> **Task instructions**: Copy verbatim the block of lines in the entries below whose first line contains "Ok(mut posts) =>" and whose last line contains "u32, last_error: String". Leave out all other lines.

> **Recorded information**:
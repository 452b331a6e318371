// src/ingest/mod.rs
pub mod fetcher;
pub mod limiter;
pub mod pool;
pub mod providers;
pub mod types;

use crate::error::ScanError;
use crate::ingest::fetcher::Fetcher;
use crate::ingest::types::Post;
use chrono::{DateTime, Utc};
use metrics::{counter, describe_counter, describe_gauge, describe_histogram};
use once_cell::sync::OnceCell;
use std::collections::HashSet;
use std::sync::Arc;
use tokio::sync::Semaphore;
use tokio::task::JoinSet;

/// One-time metrics registration (so series show up on /metrics).
pub fn ensure_metrics_described() {
    static ONCE: OnceCell<()> = OnceCell::new();
    ONCE.get_or_init(|| {
        describe_counter!(
            "fetch_attempts_total",
            "Mirror attempts by outcome (success / soft_failure / hard_failure)."
        );
        describe_counter!("fetch_posts_total", "Posts returned by successful fetches.");
        describe_counter!("fetch_exhausted_total", "Fetches that ran out of attempts.");
        describe_counter!(
            "fetch_no_endpoint_total",
            "Fetches refused because every mirror was banned."
        );
        describe_counter!(
            "fetch_items_skipped_total",
            "Feed items without a usable id or date."
        );
        describe_histogram!("fetch_duration_ms", "Single mirror attempt in milliseconds.");
        describe_histogram!("fetch_parse_ms", "Feed parse time in milliseconds.");
        describe_gauge!("pool_endpoints", "Mirror endpoints per health state.");
        describe_counter!("pool_transitions_total", "Endpoint health transitions.");
        describe_counter!("ingest_duplicate_posts_total", "Posts seen by more than one query.");
    });
}

/// Normalize post text: decode entities, strip tags, collapse whitespace.
pub fn normalize_text(s: &str) -> String {
    // 1) HTML entity decode
    let mut out = html_escape::decode_html_entities(s).to_string();

    // 2) Strip HTML tags
    static RE_TAGS: OnceCell<regex::Regex> = OnceCell::new();
    let re_tags = RE_TAGS.get_or_init(|| regex::Regex::new(r"(?is)</?[^>]+>").expect("tag regex"));
    out = re_tags.replace_all(&out, " ").to_string();

    // 3) Normalize “ ” ‘ ’ « » to ASCII quotes
    out = out
        .replace(['\u{201C}', '\u{201D}', '\u{00AB}', '\u{00BB}'], "\"")
        .replace(['\u{2018}', '\u{2019}'], "'");

    // 4) Drop zero-width characters used to break up spam filters
    out.retain(|c| !matches!(c, '\u{200B}' | '\u{200C}' | '\u{200D}' | '\u{FEFF}'));

    // 5) Collapse whitespace
    static RE_WS: OnceCell<regex::Regex> = OnceCell::new();
    let re_ws = RE_WS.get_or_init(|| regex::Regex::new(r"\s+").expect("ws regex"));
    out = re_ws.replace_all(&out, " ").trim().to_string();

    // 6) Length cap: 1500 chars
    if out.chars().count() > 1500 {
        out = out.chars().take(1500).collect();
    }

    out
}

/// Keep the first post per id, preserving order. Returns (posts, duplicates dropped).
pub fn dedup_by_id(posts: Vec<Post>) -> (Vec<Post>, usize) {
    let mut seen: HashSet<String> = HashSet::with_capacity(posts.len());
    let mut keep = Vec::with_capacity(posts.len());
    let mut dropped = 0usize;
    for p in posts {
        if seen.insert(p.id.clone()) {
            keep.push(p);
        } else {
            dropped += 1;
        }
    }
    (keep, dropped)
}

/// Outcome of fetching every query of one cycle.
#[derive(Debug, Default)]
pub struct Collected {
    pub posts: Vec<Post>,
    pub ok_queries: usize,
    pub failures: Vec<(String, ScanError)>,
}

impl Collected {
    /// Every query failed: the cycle has nothing to work with.
    pub fn all_failed(&self) -> bool {
        self.ok_queries == 0 && !self.failures.is_empty()
    }
}

/// Fetch all `queries` with at most `parallelism` in flight, merged and deduplicated by id.
pub async fn collect_posts(
    fetcher: &Fetcher,
    queries: &[String],
    since: DateTime<Utc>,
    parallelism: usize,
) -> Collected {
    ensure_metrics_described();

    let permits = Arc::new(Semaphore::new(parallelism.max(1)));
    let mut set = JoinSet::new();
    for (idx, q) in queries.iter().enumerate() {
        let q = q.trim().to_string();
        if q.is_empty() {
            continue;
        }
        let fetcher = fetcher.clone();
        let permits = Arc::clone(&permits);
        set.spawn(async move {
            // Semaphore is never closed, acquire only fails after close().
            let _permit = permits.acquire_owned().await.ok();
            let res = fetcher.fetch(&q, since).await;
            (idx, q, res)
        });
    }

    let mut results = Vec::with_capacity(queries.len());
    while let Some(joined) = set.join_next().await {
        match joined {
            Ok(r) => results.push(r),
            Err(e) => tracing::error!(target: "fetch", error = %e, "fetch task panicked"),
        }
    }
    // Stable order regardless of completion order.
    results.sort_by_key(|(idx, _, _)| *idx);

    let mut out = Collected::default();
    let mut raw = Vec::new();
    for (_, q, res) in results {
        match res {
            Ok(mut posts) => {
                out.ok_queries += 1;
                raw.append(&mut posts);
            }
            Err(e) => out.failures.push((q, e)),
        }
    }

    let (posts, dupes) = dedup_by_id(raw);
    counter!("ingest_duplicate_posts_total").increment(dupes as u64);
    out.posts = posts;
    out
}
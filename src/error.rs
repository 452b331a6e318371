// src/error.rs
//! Typed errors for the conditions callers branch on.
//!
//! Plumbing (I/O, config parsing, sinks) stays on `anyhow::Result` with context;
//! [`ScanError`] exists for the skip-this-cycle cases the scheduler must tell apart.

use thiserror::Error;

#[derive(Debug, Error)]
pub enum ScanError {
    /// Every endpoint in the pool is banned (and none has finished its cool-down).
    #[error("no healthy endpoint available")]
    NoHealthyEndpoint,

    /// All retry attempts for a query failed.
    #[error("fetch exhausted after {attempts} attempt(s): {last_error}")]
    FetchExhausted { attempts: u32, last_error: String },

    /// Invalid configuration snapshot.
    #[error("config error: {0}")]
    Config(String),

    /// Record store failure (propagated from the store implementation).
    #[error(transparent)]
    Store(#[from] anyhow::Error),
}

impl ScanError {
    /// Exhaustion-type failures skip the current cycle; they are never fatal.
    pub fn is_skip(&self) -> bool {
        matches!(
            self,
            ScanError::NoHealthyEndpoint | ScanError::FetchExhausted { .. }
        )
    }
}

#[cfg(test)]
mod tests {
    use super::*;

    #[test]
    fn exhaustion_is_skip_but_config_is_not() {
        assert!(ScanError::NoHealthyEndpoint.is_skip());
        assert!(ScanError::FetchExhausted {
            attempts: 3,
            last_error: "429".into()
        }
        .is_skip());
        assert!(!ScanError::Config("empty endpoints".into()).is_skip());
    }

    #[test]
    fn exhausted_message_names_attempts() {
        let e = ScanError::FetchExhausted {
            attempts: 2,
            last_error: "timeout".into(),
        };
        assert_eq!(e.to_string(), "fetch exhausted after 2 attempt(s): timeout");
    }
}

> **Answer section**:
            Ok(mut posts) => {
                out.ok_queries += 1;
                raw.append(&mut posts);
            }
            Err(e) => out.failures.push((q, e)),
        }
    }

    let (posts, dupes) = dedup_by_id(raw);
    counter!("ingest_duplicate_posts_total").increment(dupes as u64);
    out.posts = posts;
    out
}
filename src/error.rs
repository 452b331a6e318371
// src/error.rs
//! Typed errors for the conditions callers branch on.
//!
//! Plumbing (I/O, config parsing, sinks) stays on `anyhow::Result` with context;
//! [`ScanError`] exists for the skip-this-cycle cases the scheduler must tell apart.

use thiserror::Error;

#[derive(Debug, Error)]
pub enum ScanError {
    /// Every endpoint in the pool is banned (and none has finished its cool-down).
    #[error("no healthy endpoint available")]
    NoHealthyEndpoint,

    /// All retry attempts for a query failed.
    #[error("fetch exhausted after {attempts} attempt(s): {last_error}")]
    FetchExhausted { attempts: u32, last_error: String },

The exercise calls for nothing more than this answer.